*Task statement*:
Review the material and extract every line in which the word "self" occurs.

* * * * * * * * *

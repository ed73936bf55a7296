//! Geometric image transformations using affine and perspective warps.
//!
//! This module provides functions for applying 2D transformations to images:
//!
//! - Affine transformations (rotation, translation, scaling, shearing)
//! - Perspective transformations (homographies)
//! - Log-polar remapping
//! - Sub-pixel rectangle and quadrangle extraction
//! - Rotation matrix generation and matrix estimation from point pairs
//! - Affine and perspective transform inversion
//!
//! # Examples
//!
//! Rotating an image by 45 degrees:
//!
//! ```no_run
//! use rewarp_imgproc::warp::get_rotation_matrix2d;
//!
//! let rotation_matrix = get_rotation_matrix2d((128.0, 128.0), 45.0, 1.0);
//! // Use with warp_affine to rotate the image
//! ```

mod affine;
mod flags;
mod log_polar;
mod matrix;
mod perspective;
mod sub_pix;

pub use affine::{
    get_affine_transform, get_rotation_matrix2d, invert_affine_transform, warp_affine,
};
pub use flags::{WarpFlags, WARP_FILL_OUTLIERS, WARP_INVERSE_MAP};
pub use log_polar::log_polar;
pub use matrix::{TransformKind, TransformMatrix};
pub use perspective::{
    get_perspective_transform, invert_perspective_transform, warp_perspective,
};
pub use sub_pix::{quadrangle_sub_pix, rect_sub_pix};

use rewarp_image::{Image, ImageDtype, ImageError};

/// Largest source coordinate magnitude stored in a sampling map.
const MAP_LIMIT: f64 = (1u64 << 30) as f64;

/// Warps operate on gray, RGB and RGBA rasters.
pub(crate) fn check_channels<T: ImageDtype, const C: usize>() -> Result<(), ImageError> {
    match C {
        1 | 3 | 4 => Ok(()),
        _ => Err(ImageError::UnsupportedFormat(T::DEPTH, C)),
    }
}

/// The source must hold pixels and the destination must have a positive size.
pub(crate) fn check_sizes<T, const C: usize>(
    src: &Image<T, C>,
    dst: &Image<T, C>,
) -> Result<(), ImageError> {
    if src.is_empty() {
        return Err(ImageError::EmptyImage(src.width(), src.height()));
    }
    if dst.is_empty() {
        return Err(ImageError::InvalidOutputSize(
            dst.width() as i64,
            dst.height() as i64,
        ));
    }
    Ok(())
}

/// Narrow a mapped coordinate for storage in a sampling map.
///
/// Non-finite values stay non-finite so the sampler resolves them to the fill.
#[inline]
pub(crate) fn map_coord(v: f64) -> f32 {
    if v.is_finite() {
        v.clamp(-MAP_LIMIT, MAP_LIMIT) as f32
    } else {
        f32::NAN
    }
}
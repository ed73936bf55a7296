//! Pixel interpolation methods for image transformations.
//!
//! This module provides the interpolation kernels used when resampling
//! images during geometric transformations like resizing, warping, or remapping.
//!
//! # Interpolation Modes
//!
//! - **Nearest**: Fastest, uses nearest pixel value (no interpolation)
//! - **Bilinear**: Smooth linear interpolation between adjacent pixels
//! - **Bicubic**: 4x4 cubic convolution, sharper than bilinear
//! - **Area**: Pixel area relation, meaningful for resize only
//! - **Lanczos4**: 8x8 windowed sinc
//!
//! Every kernel samples outside the source through a [`crate::border::BorderPolicy`].

mod bicubic;
mod bilinear;

/// Grid generation and coordinate mapping utilities.
///
/// Functions for generating coordinate meshgrids used in image warping
/// and transformation operations.
pub mod grid;

pub(crate) mod interpolate;
mod lanczos;
mod nearest;
mod remap;

pub use interpolate::InterpolationMode;
pub use remap::remap;

pub(crate) use remap::remap_unchecked;

pub use interpolate::interpolate_pixel;
use argh::FromArgs;
use std::path::PathBuf;

use rewarp::image::{ImageSize, Scalar};
use rewarp::imgproc::{
    border::BorderPolicy,
    dynamic,
    interpolation::InterpolationMode,
    warp::{self, TransformKind, TransformMatrix, WarpFlags},
};
use rewarp::io::{
    functional::{self as F, ColorMode, ReadFlags},
    hash::hash_image,
};

#[derive(FromArgs)]
/// Rotate and scale an image about its center, save it and print its content hash
struct Args {
    /// path to an input image
    #[argh(option, short = 'i')]
    input: PathBuf,

    /// path to the output image
    #[argh(option, short = 'o')]
    output: PathBuf,

    /// rotation angle in degrees, counter-clockwise
    #[argh(option, default = "25.0")]
    angle: f64,

    /// isotropic scale factor
    #[argh(option, default = "1.0")]
    scale: f64,

    /// interpolation: nearest, linear, cubic, area or lanczos4
    #[argh(option, default = "InterpolationMode::Bilinear")]
    interpolation: InterpolationMode,

    /// border: constant, replicate, reflect, reflect101 or wrap
    #[argh(option, default = "BorderPolicy::default()")]
    border: BorderPolicy,

    /// gray level of the constant border
    #[argh(option, default = "0.0")]
    fill: f64,

    /// output width, the input width when omitted
    #[argh(option)]
    width: Option<usize>,

    /// output height, the input height when omitted
    #[argh(option)]
    height: Option<usize>,

    /// keep 16-bit samples and alpha from the input
    #[argh(switch)]
    unchanged: bool,
}

fn main() -> Result<(), Box<dyn std::error::Error>> {
    env_logger::init();
    let args: Args = argh::from_env();

    let color = if args.unchanged {
        ColorMode::Unchanged
    } else {
        ColorMode::Color
    };
    let image = F::read_image(&args.input, ReadFlags::new(color))?;
    log::info!(
        "loaded {} ({} {} channels)",
        image.size(),
        image.depth(),
        image.num_channels()
    );

    let output_size = ImageSize {
        width: args.width.unwrap_or(image.width()),
        height: args.height.unwrap_or(image.height()),
    };

    let center = (image.width() as f64 / 2.0, image.height() as f64 / 2.0);
    let matrix = TransformMatrix::from(warp::get_rotation_matrix2d(
        center,
        args.angle,
        args.scale,
    ));

    let border = match args.border {
        BorderPolicy::Constant(_) => BorderPolicy::Constant(Scalar::all(args.fill)),
        border => border,
    };
    let flags = WarpFlags::new(args.interpolation, border);

    let output = dynamic::warp(
        &image,
        &matrix,
        TransformKind::Affine,
        Some(output_size),
        &flags,
    )?;

    F::write_image(&args.output, &output)?;
    log::info!("wrote {}", args.output.display());

    println!("{}", hash_image(&output));

    Ok(())
}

* * * * * * * * *

*Written solution*:
    warp::{self, TransformKind, TransformMatrix, WarpFlags},
    functional::{self as F, ColorMode, ReadFlags},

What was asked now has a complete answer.